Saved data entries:
++++++++++++++++++++

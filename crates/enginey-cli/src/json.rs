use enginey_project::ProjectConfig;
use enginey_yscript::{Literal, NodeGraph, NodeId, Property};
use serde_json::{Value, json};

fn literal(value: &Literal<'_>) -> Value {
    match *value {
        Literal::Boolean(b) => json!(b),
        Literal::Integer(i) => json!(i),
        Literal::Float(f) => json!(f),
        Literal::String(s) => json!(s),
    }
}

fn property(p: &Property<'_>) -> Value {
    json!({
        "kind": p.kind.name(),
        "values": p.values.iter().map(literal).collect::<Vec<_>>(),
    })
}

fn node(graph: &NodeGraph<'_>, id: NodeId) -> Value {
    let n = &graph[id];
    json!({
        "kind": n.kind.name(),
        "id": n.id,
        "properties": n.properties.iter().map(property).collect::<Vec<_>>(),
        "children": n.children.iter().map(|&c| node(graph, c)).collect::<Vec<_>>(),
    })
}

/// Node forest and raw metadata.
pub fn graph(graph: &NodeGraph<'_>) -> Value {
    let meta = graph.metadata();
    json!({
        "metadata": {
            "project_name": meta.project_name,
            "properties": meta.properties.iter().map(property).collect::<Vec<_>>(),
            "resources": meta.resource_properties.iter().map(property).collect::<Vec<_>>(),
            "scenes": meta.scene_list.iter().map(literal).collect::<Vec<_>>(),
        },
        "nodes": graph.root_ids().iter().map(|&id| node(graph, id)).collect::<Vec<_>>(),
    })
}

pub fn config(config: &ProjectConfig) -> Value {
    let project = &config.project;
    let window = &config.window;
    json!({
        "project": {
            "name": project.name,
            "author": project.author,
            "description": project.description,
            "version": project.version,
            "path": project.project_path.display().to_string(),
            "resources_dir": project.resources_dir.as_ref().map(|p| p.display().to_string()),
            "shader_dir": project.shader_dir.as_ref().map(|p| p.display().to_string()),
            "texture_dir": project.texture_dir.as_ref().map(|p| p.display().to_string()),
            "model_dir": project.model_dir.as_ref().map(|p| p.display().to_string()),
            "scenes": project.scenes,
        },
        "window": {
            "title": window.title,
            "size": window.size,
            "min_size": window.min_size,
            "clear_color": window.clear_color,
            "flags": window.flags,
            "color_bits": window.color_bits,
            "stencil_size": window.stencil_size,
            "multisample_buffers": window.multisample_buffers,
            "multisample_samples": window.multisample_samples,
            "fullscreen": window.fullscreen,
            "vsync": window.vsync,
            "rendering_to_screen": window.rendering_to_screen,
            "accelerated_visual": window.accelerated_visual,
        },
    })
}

++++++++++++++++++++

In the records above, find every line that contains the word "scenes" and copy it.

▶ [Problem solution]:
            "scenes": meta.scene_list.iter().map(literal).collect::<Vec<_>>(),
            "scenes": project.scenes,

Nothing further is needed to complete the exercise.